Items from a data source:
***

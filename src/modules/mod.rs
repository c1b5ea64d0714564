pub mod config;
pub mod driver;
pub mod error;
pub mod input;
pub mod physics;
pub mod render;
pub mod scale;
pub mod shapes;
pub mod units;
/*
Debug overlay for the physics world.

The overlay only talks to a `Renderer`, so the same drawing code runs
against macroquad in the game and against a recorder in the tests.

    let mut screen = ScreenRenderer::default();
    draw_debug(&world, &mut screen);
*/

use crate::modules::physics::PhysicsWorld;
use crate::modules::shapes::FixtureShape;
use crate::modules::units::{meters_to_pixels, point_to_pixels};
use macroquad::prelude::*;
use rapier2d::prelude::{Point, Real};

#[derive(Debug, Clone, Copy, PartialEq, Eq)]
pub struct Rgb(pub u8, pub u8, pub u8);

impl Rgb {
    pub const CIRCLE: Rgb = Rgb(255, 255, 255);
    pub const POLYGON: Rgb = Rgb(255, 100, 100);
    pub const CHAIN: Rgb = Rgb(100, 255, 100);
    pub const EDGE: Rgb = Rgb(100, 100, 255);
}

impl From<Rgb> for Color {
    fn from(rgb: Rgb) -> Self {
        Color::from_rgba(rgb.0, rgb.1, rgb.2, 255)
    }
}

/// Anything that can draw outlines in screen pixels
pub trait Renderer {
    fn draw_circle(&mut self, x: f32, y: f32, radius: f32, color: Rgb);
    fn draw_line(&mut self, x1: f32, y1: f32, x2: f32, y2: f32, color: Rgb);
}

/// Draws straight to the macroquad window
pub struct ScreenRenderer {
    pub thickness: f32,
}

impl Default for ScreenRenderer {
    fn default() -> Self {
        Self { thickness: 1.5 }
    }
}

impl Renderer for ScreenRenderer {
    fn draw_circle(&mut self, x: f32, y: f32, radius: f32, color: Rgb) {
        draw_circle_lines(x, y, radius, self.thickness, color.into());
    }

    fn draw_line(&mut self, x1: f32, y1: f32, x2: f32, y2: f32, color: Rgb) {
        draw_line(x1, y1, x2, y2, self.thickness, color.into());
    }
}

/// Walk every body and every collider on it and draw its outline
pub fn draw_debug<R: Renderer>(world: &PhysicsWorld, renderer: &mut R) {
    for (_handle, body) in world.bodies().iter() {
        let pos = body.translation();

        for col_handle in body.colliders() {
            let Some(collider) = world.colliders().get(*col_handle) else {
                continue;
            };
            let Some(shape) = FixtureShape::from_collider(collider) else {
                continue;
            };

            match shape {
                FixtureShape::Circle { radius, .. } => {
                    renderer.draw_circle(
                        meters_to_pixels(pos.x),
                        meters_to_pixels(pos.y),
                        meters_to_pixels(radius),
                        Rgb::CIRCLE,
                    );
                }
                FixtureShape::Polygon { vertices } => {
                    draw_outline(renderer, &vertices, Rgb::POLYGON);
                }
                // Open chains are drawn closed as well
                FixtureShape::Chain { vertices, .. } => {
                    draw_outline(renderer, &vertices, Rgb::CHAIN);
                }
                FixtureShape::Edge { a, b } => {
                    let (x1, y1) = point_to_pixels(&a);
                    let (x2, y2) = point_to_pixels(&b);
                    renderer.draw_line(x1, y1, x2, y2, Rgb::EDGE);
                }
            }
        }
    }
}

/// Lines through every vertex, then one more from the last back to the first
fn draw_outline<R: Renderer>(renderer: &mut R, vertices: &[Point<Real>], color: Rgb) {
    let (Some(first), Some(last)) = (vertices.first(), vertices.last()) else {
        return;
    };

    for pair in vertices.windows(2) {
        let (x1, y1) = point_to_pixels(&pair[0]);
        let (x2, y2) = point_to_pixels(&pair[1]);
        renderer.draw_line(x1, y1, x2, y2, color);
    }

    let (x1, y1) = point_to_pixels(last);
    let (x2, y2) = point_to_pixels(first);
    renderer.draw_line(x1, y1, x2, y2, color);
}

***

Across all the records, find the lines containing the word "units" and reproduce each one.

pub mod units;
use crate::modules::units::{meters_to_pixels, point_to_pixels};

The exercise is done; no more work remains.